[Collected data]
*** Block opens ***

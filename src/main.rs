//! Convert an environment variable to a typed value and print it as json.
//!
//! The exit code is 0 on success, 1 when the value cannot be converted, and 2 when the options
//! are invalid for the requested type.

use clap::{builder::PossibleValuesParser, value_parser, Arg, ArgAction, ArgMatches, Command};
use envcast::{Case, CaseMode, Delimiter, Options, ParsedEnv, PemFilter, TypeDescriptor, Value};
use regex::Regex;
use std::process::ExitCode;
use tracing_subscriber::layer::SubscriberExt;
use tracing_subscriber::util::SubscriberInitExt;
use tracing_subscriber::{EnvFilter, Registry};

const CASE_MODES: [&str; 5] = ["off", "default", "ascii", "greek", "turkic"];

fn command() -> Command {
    Command::new("envcast")
        .version(env!("CARGO_PKG_VERSION"))
        .about("Convert an environment variable to a typed value, and print it as json")
        .arg(
            Arg::new("name")
                .required(true)
                .help("Name of the environment variable"),
        )
        .arg(
            Arg::new("as")
                .long("as")
                .value_name("TYPE")
                .required(true)
                .value_parser(value_parser!(TypeDescriptor))
                .help("Type to convert to, such as `integer`, `base64` or `list:integer`"),
        )
        .arg(
            Arg::new("value")
                .long("value")
                .help("Convert this value instead of reading the environment"),
        )
        .arg(
            Arg::new("default")
                .long("default")
                .help("Raw value to convert when the variable is unset"),
        )
        .arg(
            Arg::new("base")
                .long("base")
                .value_parser(value_parser!(i64))
                .help("Base of an integer"),
        )
        .arg(
            Arg::new("downcase")
                .long("downcase")
                .value_name("MODE")
                .value_parser(PossibleValuesParser::new(CASE_MODES))
                .conflicts_with("upcase")
                .help("Lowercase the value before converting it"),
        )
        .arg(
            Arg::new("upcase")
                .long("upcase")
                .value_name("MODE")
                .value_parser(PossibleValuesParser::new(CASE_MODES))
                .help("Uppercase the value before converting it"),
        )
        .arg(
            Arg::new("truthy")
                .long("truthy")
                .value_delimiter(',')
                .help("Comma-separated values which are true"),
        )
        .arg(
            Arg::new("falsy")
                .long("falsy")
                .value_delimiter(',')
                .help("Comma-separated values which are false"),
        )
        .arg(
            Arg::new("allowed")
                .long("allowed")
                .value_delimiter(',')
                .help("Comma-separated names which an atom or module may take"),
        )
        .arg(
            Arg::new("delimiter")
                .long("delimiter")
                .conflicts_with("regex")
                .help("Literal string a list is split on"),
        )
        .arg(
            Arg::new("regex")
                .long("regex")
                .value_parser(|src: &str| Regex::new(src))
                .help("Regular expression a list is split on"),
        )
        .arg(
            Arg::new("parts")
                .long("parts")
                .value_parser(value_parser!(i64))
                .help("Most parts a list is split into"),
        )
        .arg(
            Arg::new("trim")
                .long("trim")
                .action(ArgAction::SetTrue)
                .help("Drop empty list parts"),
        )
        .arg(
            Arg::new("case")
                .long("case")
                .value_parser(PossibleValuesParser::new(["upper", "lower", "mixed"]))
                .help("Letter case of base16 and base32 values"),
        )
        .arg(
            Arg::new("no-padding")
                .long("no-padding")
                .action(ArgAction::SetTrue)
                .help("Accept encoded values without padding"),
        )
        .arg(
            Arg::new("filter")
                .long("filter")
                .value_parser(PossibleValuesParser::new(["false", "true", "cert", "key"]))
                .help("Which PEM entries are returned"),
        )
}

fn case_mode(name: &str) -> CaseMode {
    match name {
        "default" => CaseMode::Default,
        "ascii" => CaseMode::Ascii,
        "greek" => CaseMode::Greek,
        "turkic" => CaseMode::Turkic,
        _ => CaseMode::Off,
    }
}

fn strings(matches: &ArgMatches, id: &str) -> Option<Vec<String>> {
    matches
        .get_many::<String>(id)
        .map(|values| values.cloned().collect())
}

// The same options are used for both stages of a wrapped type, each stage ignores what it
// does not read.
fn options(matches: &ArgMatches) -> Options {
    let mut opts = Options::new();
    if let Some(base) = matches.get_one::<i64>("base") {
        opts = opts.base(*base);
    }
    if let Some(mode) = matches.get_one::<String>("downcase") {
        opts = opts.downcase(case_mode(mode));
    }
    if let Some(mode) = matches.get_one::<String>("upcase") {
        opts = opts.upcase(case_mode(mode));
    }
    if let Some(truthy) = strings(matches, "truthy") {
        opts = opts.truthy(truthy);
    }
    if let Some(falsy) = strings(matches, "falsy") {
        opts = opts.falsy(falsy);
    }
    if let Some(allowed) = strings(matches, "allowed") {
        opts = opts.allowed(allowed);
    }
    if let Some(delimiter) = matches.get_one::<String>("delimiter") {
        opts = opts.delimiter(delimiter.as_str());
    }
    if let Some(regex) = matches.get_one::<Regex>("regex") {
        opts = opts.delimiter(Delimiter::Pattern(regex.clone()));
    }
    if let Some(parts) = matches.get_one::<i64>("parts") {
        opts = opts.parts(*parts);
    }
    if matches.get_flag("trim") {
        opts = opts.trim(true);
    }
    if let Some(case) = matches.get_one::<String>("case") {
        opts = opts.case(match case.as_str() {
            "lower" => Case::Lower,
            "mixed" => Case::Mixed,
            _ => Case::Upper,
        });
    }
    if matches.get_flag("no-padding") {
        opts = opts.padding(false);
    }
    if let Some(filter) = matches.get_one::<String>("filter") {
        opts = opts.filter(match filter.as_str() {
            "true" => PemFilter::On,
            "cert" => PemFilter::Cert,
            "key" => PemFilter::Key,
            _ => PemFilter::Off,
        });
    }
    opts.clone().secondary(opts)
}

fn init_tracing() {
    Registry::default()
        .with(tracing_subscriber::fmt::layer().with_writer(std::io::stderr))
        .with(EnvFilter::try_from_default_env().unwrap_or(EnvFilter::new("warn")))
        .init();
}

fn main() -> ExitCode {
    init_tracing();
    let matches = command().get_matches();

    // Both are required, clap has already rejected a command line without them
    let (Some(name), Some(descriptor)) = (
        matches.get_one::<String>("name"),
        matches.get_one::<TypeDescriptor>("as").copied(),
    ) else {
        return ExitCode::from(2);
    };
    let opts = options(&matches);

    let env = ParsedEnv::from_process();
    let raw = match matches.get_one::<String>("value") {
        Some(value) => Ok(Some(value.as_str())),
        None => env.get_str(name),
    };
    let result = raw.and_then(|raw| {
        let raw = raw.or(matches.get_one::<String>("default").map(String::as_str));
        envcast::convert_as(raw, name, descriptor, &opts)
    });

    match result {
        Ok(value) => {
            println!("{}", to_json(&value));
            ExitCode::SUCCESS
        }
        Err(err) => {
            eprintln!("error: {err}");
            ExitCode::from(u8::try_from(err.exit_code()).unwrap_or(1))
        }
    }
}

fn to_json(value: &Value) -> String {
    serde_json::to_string(value).unwrap_or_else(|err| format!("\"<{err}>\""))
}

*** Block closes ***

» **Task statement**
Line by line, write out the records above exactly.

» **Solution for this task**
filename src/main.rs
//! Convert an environment variable to a typed value and print it as json.
//!
//! The exit code is 0 on success, 1 when the value cannot be converted, and 2 when the options
//! are invalid for the requested type.

use clap::{builder::PossibleValuesParser, value_parser, Arg, ArgAction, ArgMatches, Command};
use envcast::{Case, CaseMode, Delimiter, Options, ParsedEnv, PemFilter, TypeDescriptor, Value};
use regex::Regex;
use std::process::ExitCode;
use tracing_subscriber::layer::SubscriberExt;
use tracing_subscriber::util::SubscriberInitExt;
use tracing_subscriber::{EnvFilter, Registry};

const CASE_MODES: [&str; 5] = ["off", "default", "ascii", "greek", "turkic"];

fn command() -> Command {
    Command::new("envcast")
        .version(env!("CARGO_PKG_VERSION"))
        .about("Convert an environment variable to a typed value, and print it as json")
        .arg(
            Arg::new("name")
                .required(true)
                .help("Name of the environment variable"),
        )
        .arg(
            Arg::new("as")
                .long("as")
                .value_name("TYPE")
                .required(true)
                .value_parser(value_parser!(TypeDescriptor))
                .help("Type to convert to, such as `integer`, `base64` or `list:integer`"),
        )
        .arg(
            Arg::new("value")
                .long("value")
                .help("Convert this value instead of reading the environment"),
        )
        .arg(
            Arg::new("default")
                .long("default")
                .help("Raw value to convert when the variable is unset"),
        )
        .arg(
            Arg::new("base")
                .long("base")
                .value_parser(value_parser!(i64))
                .help("Base of an integer"),
        )
        .arg(
            Arg::new("downcase")
                .long("downcase")
                .value_name("MODE")
                .value_parser(PossibleValuesParser::new(CASE_MODES))
                .conflicts_with("upcase")
                .help("Lowercase the value before converting it"),
        )
        .arg(
            Arg::new("upcase")
                .long("upcase")
                .value_name("MODE")
                .value_parser(PossibleValuesParser::new(CASE_MODES))
                .help("Uppercase the value before converting it"),
        )
        .arg(
            Arg::new("truthy")
                .long("truthy")
                .value_delimiter(',')
                .help("Comma-separated values which are true"),
        )
        .arg(
            Arg::new("falsy")
                .long("falsy")
                .value_delimiter(',')
                .help("Comma-separated values which are false"),
        )
        .arg(
            Arg::new("allowed")
                .long("allowed")
                .value_delimiter(',')
                .help("Comma-separated names which an atom or module may take"),
        )
        .arg(
            Arg::new("delimiter")
                .long("delimiter")
                .conflicts_with("regex")
                .help("Literal string a list is split on"),
        )
        .arg(
            Arg::new("regex")
                .long("regex")
                .value_parser(|src: &str| Regex::new(src))
                .help("Regular expression a list is split on"),
        )
        .arg(
            Arg::new("parts")
                .long("parts")
                .value_parser(value_parser!(i64))
                .help("Most parts a list is split into"),
        )
        .arg(
            Arg::new("trim")
                .long("trim")
                .action(ArgAction::SetTrue)
                .help("Drop empty list parts"),
        )
        .arg(
            Arg::new("case")
                .long("case")
                .value_parser(PossibleValuesParser::new(["upper", "lower", "mixed"]))
                .help("Letter case of base16 and base32 values"),
        )
        .arg(
            Arg::new("no-padding")
                .long("no-padding")
                .action(ArgAction::SetTrue)
                .help("Accept encoded values without padding"),
        )
        .arg(
            Arg::new("filter")
                .long("filter")
                .value_parser(PossibleValuesParser::new(["false", "true", "cert", "key"]))
                .help("Which PEM entries are returned"),
        )
}

fn case_mode(name: &str) -> CaseMode {
    match name {
        "default" => CaseMode::Default,
        "ascii" => CaseMode::Ascii,
        "greek" => CaseMode::Greek,
        "turkic" => CaseMode::Turkic,
        _ => CaseMode::Off,
    }
}

fn strings(matches: &ArgMatches, id: &str) -> Option<Vec<String>> {
    matches
        .get_many::<String>(id)
        .map(|values| values.cloned().collect())
}

// The same options are used for both stages of a wrapped type, each stage ignores what it
// does not read.
fn options(matches: &ArgMatches) -> Options {
    let mut opts = Options::new();
    if let Some(base) = matches.get_one::<i64>("base") {
        opts = opts.base(*base);
    }
    if let Some(mode) = matches.get_one::<String>("downcase") {
        opts = opts.downcase(case_mode(mode));
    }
    if let Some(mode) = matches.get_one::<String>("upcase") {
        opts = opts.upcase(case_mode(mode));
    }
    if let Some(truthy) = strings(matches, "truthy") {
        opts = opts.truthy(truthy);
    }
    if let Some(falsy) = strings(matches, "falsy") {
        opts = opts.falsy(falsy);
    }
    if let Some(allowed) = strings(matches, "allowed") {
        opts = opts.allowed(allowed);
    }
    if let Some(delimiter) = matches.get_one::<String>("delimiter") {
        opts = opts.delimiter(delimiter.as_str());
    }
    if let Some(regex) = matches.get_one::<Regex>("regex") {
        opts = opts.delimiter(Delimiter::Pattern(regex.clone()));
    }
    if let Some(parts) = matches.get_one::<i64>("parts") {
        opts = opts.parts(*parts);
    }
    if matches.get_flag("trim") {
        opts = opts.trim(true);
    }
    if let Some(case) = matches.get_one::<String>("case") {
        opts = opts.case(match case.as_str() {
            "lower" => Case::Lower,
            "mixed" => Case::Mixed,
            _ => Case::Upper,
        });
    }
    if matches.get_flag("no-padding") {
        opts = opts.padding(false);
    }
    if let Some(filter) = matches.get_one::<String>("filter") {
        opts = opts.filter(match filter.as_str() {
            "true" => PemFilter::On,
            "cert" => PemFilter::Cert,
            "key" => PemFilter::Key,
            _ => PemFilter::Off,
        });
    }
    opts.clone().secondary(opts)
}

fn init_tracing() {
    Registry::default()
        .with(tracing_subscriber::fmt::layer().with_writer(std::io::stderr))
        .with(EnvFilter::try_from_default_env().unwrap_or(EnvFilter::new("warn")))
        .init();
}

fn main() -> ExitCode {
    init_tracing();
    let matches = command().get_matches();

    // Both are required, clap has already rejected a command line without them
    let (Some(name), Some(descriptor)) = (
        matches.get_one::<String>("name"),
        matches.get_one::<TypeDescriptor>("as").copied(),
    ) else {
        return ExitCode::from(2);
    };
    let opts = options(&matches);

    let env = ParsedEnv::from_process();
    let raw = match matches.get_one::<String>("value") {
        Some(value) => Ok(Some(value.as_str())),
        None => env.get_str(name),
    };
    let result = raw.and_then(|raw| {
        let raw = raw.or(matches.get_one::<String>("default").map(String::as_str));
        envcast::convert_as(raw, name, descriptor, &opts)
    });

    match result {
        Ok(value) => {
            println!("{}", to_json(&value));
            ExitCode::SUCCESS
        }
        Err(err) => {
            eprintln!("error: {err}");
            ExitCode::from(u8::try_from(err.exit_code()).unwrap_or(1))
        }
    }
}

fn to_json(value: &Value) -> String {
    serde_json::to_string(value).unwrap_or_else(|err| format!("\"<{err}>\""))
}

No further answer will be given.